Petites et moyennes entreprises : L'accès au financement comme frein à la croissance


(Thorsten Beck , Asli Demirguc-Kunt ) - Journal of Banking and Finance

Introduction

Ce document présente des recherches récentes sur l'accès au financement des petites et moyennes entreprises (PME),
et met en évidence le fait que les petites entreprises sont confrontées à des contraintes de croissance plus importantes et
ont moins accès aux sources formelles de financement externe, ce qui pourrait expliquer l'absence de
contribution des PME à la croissance.

Il est scindé en 4 sections, la section 2 de cette vue d'ensemble examine les données transnationales qui montrent que s'il
existe une corrélation partielle solide entre l’importance des PME dans l’industrie manufacturière et le développement
économique, il n'y a pas d'impact causal des PME. Cela ne signifie pas que les PME ne méritent pas l'attention des décideurs
politiques. Cela implique plutôt un changement d'orientation, des politiques axées sur la taille vers des politiques qui
améliorent les conditions de concurrence entre les entreprises de différentes tailles.

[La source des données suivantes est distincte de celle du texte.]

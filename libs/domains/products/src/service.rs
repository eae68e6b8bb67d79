//! Product Service - use-case layer

use rust_decimal::Decimal;
use std::sync::Arc;
use tracing::instrument;
use uuid::Uuid;

use crate::error::{ProductError, ProductResult};
use crate::models::{CreateProduct, Product, UpdateProduct, now_ms};
use crate::repository::ProductRepository;

/// Product operations over an injected repository
pub struct ProductService<R: ProductRepository> {
    repository: Arc<R>,
}

impl<R: ProductRepository> ProductService<R> {
    pub fn new(repository: R) -> Self {
        Self {
            repository: Arc::new(repository),
        }
    }

    /// Create a product. Nothing is stored when a business field is null.
    #[instrument(skip(self, input))]
    pub async fn create(&self, input: CreateProduct) -> ProductResult<Product> {
        let product = Product::try_new(input).inspect_err(|e| {
            tracing::info!("Rejected product creation: {}", e);
        })?;

        self.repository.insert(product).await
    }

    #[instrument(skip(self))]
    pub async fn get(&self, id: Uuid) -> ProductResult<Product> {
        self.repository
            .find_by_id(id)
            .await?
            .ok_or(ProductError::NotFound(id))
    }

    #[instrument(skip(self))]
    pub async fn query(&self) -> ProductResult<Vec<Product>> {
        self.repository.find_all().await
    }

    /// Products priced strictly between `min` and `max`
    #[instrument(skip(self))]
    pub async fn query_by_price_range(
        &self,
        min: Decimal,
        max: Decimal,
    ) -> ProductResult<Vec<Product>> {
        self.repository.find_by_price_range(min, max).await
    }

    /// Apply a partial update; the returned shape carries a freshly stamped
    /// `updated_at`
    #[instrument(skip(self, changes))]
    pub async fn update(&self, id: Uuid, changes: UpdateProduct) -> ProductResult<Product> {
        self.repository
            .update(id, changes, now_ms())
            .await?
            .map(Product::restamped)
            .ok_or(ProductError::NotFound(id))
    }

    /// Delete after confirming the product exists.
    ///
    /// Returns `false` when the product vanished between the lookup and the
    /// delete.
    #[instrument(skip(self))]
    pub async fn delete(&self, id: Uuid) -> ProductResult<bool> {
        if self.repository.find_by_id(id).await?.is_none() {
            return Err(ProductError::NotFound(id));
        }

        self.repository.delete(id).await
    }
}
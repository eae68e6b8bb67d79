//! Utilities shared by the store connectors

pub mod retry;

pub use retry::{RetryConfig, retry, retry_with_backoff};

La section 3 examine les données récentes recueillies dans plusieurs pays sur les contraintes de croissance auxquelles sont
confrontées les PME et le rôle du développement financier et institutionnel pour surmonter ces contraintes. Les auteurs ont
procédé à l’examen des preuves que les obstacles financiers sont plus contraignants pour la croissance des petites entreprises
et qu’ils les empêchent d’atteindre leur taille optimale. Les auteurs concluent cette section par une comparaison historique
entre les pays en développement d'aujourd'hui et le noyau de l'Atlantique Nord au 19e siècle, ainsi que par une discussion sur
la mesure dans laquelle les réseaux ethniques en Afrique subsaharienne remplacent les marchés financiers formels.

La section 4 examine l'importance de la structure du marché financier pour faciliter l'accès des PME au financement et les
outils de financement spécifiques permettant de surmonter les contraintes de financement des PME.

Section 2 : PME environnement des entreprises et croissance

Dans cette section les auteurs partent du postulat que si les études existantes à l’époque ne permettent pas de rejeter avec
certitude l'hypothèse selon laquelle les PME n’exercent pas d’impact causal sur la croissance du PIB par habitant. Ce résultat
est cohérent avec l'idée qu'un large secteur de PME est une caractéristique des économies à croissance rapide, mais pas
une cause de leur croissance. Beck et al. (2005a) n'ont pas non plus trouvé de preuves d'une association entre un secteur des
PME important et une croissance plus rapide des revenues du quintile le plus bas et des taux plus élevés de réduction de la
pauvreté.

Toutefois, les résultats de l’enquête menée par les auteurs montrent systématiquement une association positive entre un
environnement des entreprises compétitif, l’entrée de nouvelle société sur le marché, l’entreprenariat ainsi que
l’investissement.

Ainsi il est mis en évidence en utilisant des données d'enquête issues d'entretiens avec des entrepreneurs et des non-
entrepreneurs dans sept villes de Russie, Djankov et al. (2004) de l'importance de l'environnement commercial dans
la décision de devenir entrepreneur. Ils constatent qu’outre de nombreuses caractéristiques personnelles, la perception
de la corruption et l'attitude des fonctionnaires à l'égard de l'esprit d'entreprise influencent la décision de devenir
entrepreneur.

Les auteures reviennent également sur l’étude menée par Ayyagari et al ( 2005) qui démontrent que les différentes
dimensions de l’environnement des entreprises n’ont pas la même importance, et que le financement est le seul
obstacle qui a l’impact le plus important sur la croissance de l’entreprise.

Ensemble ces résultats suggèrent qu’il est important d’avoir un environnement commercial compétitif qui
permette l'entrée de nouveaux entrepreneurs innovants, ce qui entraîne le processus schumpétérien de "destruction
créatrice", plutôt que d'avoir simplement un grand secteur de PME, qui pourrait être caractérisé par un grand nombre
de petites entreprises qui ne sont pas en mesure de croître ou de se retirer. En effet, un secteur des PME important
mais stagnant peut être le sous-produit d'un environnement commercial médiocre.
En outre, les données existantes suggèrent que l’accès au financement joue un rôle très important dans l'environnement
général des entreprises, limitant potentiellement à la fois l'entrée et la croissance des entreprises.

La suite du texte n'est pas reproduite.